[Collected data entries]
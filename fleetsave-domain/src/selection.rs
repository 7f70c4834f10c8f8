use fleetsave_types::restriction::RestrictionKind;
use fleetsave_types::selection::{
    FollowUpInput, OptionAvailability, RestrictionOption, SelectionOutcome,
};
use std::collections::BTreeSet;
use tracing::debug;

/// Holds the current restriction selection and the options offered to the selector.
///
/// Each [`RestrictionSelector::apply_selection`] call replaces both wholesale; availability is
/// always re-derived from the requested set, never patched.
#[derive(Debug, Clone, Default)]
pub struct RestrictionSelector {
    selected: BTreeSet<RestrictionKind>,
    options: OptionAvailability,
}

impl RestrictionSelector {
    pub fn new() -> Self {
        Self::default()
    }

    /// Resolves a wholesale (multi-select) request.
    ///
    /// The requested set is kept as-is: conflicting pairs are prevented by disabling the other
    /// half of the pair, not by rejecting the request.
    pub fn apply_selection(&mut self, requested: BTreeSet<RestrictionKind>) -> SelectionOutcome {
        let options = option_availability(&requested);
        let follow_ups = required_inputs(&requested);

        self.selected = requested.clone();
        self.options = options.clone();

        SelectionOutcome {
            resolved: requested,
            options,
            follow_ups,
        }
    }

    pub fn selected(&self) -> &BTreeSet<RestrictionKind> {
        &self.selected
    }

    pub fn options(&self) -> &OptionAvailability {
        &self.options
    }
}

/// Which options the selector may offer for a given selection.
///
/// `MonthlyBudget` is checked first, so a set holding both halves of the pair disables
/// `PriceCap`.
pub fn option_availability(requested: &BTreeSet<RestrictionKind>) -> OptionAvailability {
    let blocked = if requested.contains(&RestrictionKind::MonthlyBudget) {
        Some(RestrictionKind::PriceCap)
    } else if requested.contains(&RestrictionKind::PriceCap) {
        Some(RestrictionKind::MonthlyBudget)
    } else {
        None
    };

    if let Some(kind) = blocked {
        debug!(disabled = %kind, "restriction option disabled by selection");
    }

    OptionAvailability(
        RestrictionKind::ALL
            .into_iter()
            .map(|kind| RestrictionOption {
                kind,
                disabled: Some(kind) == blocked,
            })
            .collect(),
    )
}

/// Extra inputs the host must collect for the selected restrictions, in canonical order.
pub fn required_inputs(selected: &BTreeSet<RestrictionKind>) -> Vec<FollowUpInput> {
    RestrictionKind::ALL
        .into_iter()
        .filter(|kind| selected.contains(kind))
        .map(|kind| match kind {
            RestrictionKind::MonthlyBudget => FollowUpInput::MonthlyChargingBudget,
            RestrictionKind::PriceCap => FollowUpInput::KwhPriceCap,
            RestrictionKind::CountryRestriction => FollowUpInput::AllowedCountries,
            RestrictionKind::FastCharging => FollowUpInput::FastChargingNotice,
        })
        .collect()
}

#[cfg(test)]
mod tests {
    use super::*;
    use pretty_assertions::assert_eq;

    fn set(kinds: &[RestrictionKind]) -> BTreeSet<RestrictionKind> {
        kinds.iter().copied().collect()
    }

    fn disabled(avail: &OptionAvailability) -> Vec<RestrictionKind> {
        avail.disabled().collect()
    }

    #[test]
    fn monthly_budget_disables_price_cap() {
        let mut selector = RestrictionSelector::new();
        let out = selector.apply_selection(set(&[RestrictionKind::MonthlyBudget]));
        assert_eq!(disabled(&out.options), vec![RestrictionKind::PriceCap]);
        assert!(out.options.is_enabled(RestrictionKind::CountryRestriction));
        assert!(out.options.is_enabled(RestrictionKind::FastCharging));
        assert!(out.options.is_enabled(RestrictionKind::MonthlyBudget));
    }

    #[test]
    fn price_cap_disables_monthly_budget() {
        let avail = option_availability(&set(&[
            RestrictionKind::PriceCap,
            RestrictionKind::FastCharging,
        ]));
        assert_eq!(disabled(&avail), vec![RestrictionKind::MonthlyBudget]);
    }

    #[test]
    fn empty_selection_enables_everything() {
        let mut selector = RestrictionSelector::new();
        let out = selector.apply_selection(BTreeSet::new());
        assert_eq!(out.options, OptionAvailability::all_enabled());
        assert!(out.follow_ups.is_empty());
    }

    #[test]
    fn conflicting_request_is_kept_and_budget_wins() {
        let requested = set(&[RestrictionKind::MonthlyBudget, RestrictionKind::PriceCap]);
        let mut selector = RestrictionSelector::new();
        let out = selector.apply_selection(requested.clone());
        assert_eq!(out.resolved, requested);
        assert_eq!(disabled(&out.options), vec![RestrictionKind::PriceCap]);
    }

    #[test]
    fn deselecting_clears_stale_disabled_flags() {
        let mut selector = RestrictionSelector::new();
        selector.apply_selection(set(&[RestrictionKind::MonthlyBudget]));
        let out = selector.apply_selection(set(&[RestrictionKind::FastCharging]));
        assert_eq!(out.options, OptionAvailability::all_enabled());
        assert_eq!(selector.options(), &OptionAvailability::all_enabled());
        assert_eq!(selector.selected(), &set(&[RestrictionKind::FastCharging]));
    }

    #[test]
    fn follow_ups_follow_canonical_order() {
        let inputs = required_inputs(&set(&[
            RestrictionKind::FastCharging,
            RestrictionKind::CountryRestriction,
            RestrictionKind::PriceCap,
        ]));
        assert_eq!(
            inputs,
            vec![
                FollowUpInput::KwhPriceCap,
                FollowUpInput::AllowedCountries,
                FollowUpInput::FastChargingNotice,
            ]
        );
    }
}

• [WHAT YOU ARE ASKED TO DO]: Count how many lines in the entries hold "kinds" and reply with that number alone.

• [EXERCISE RESULT]: 2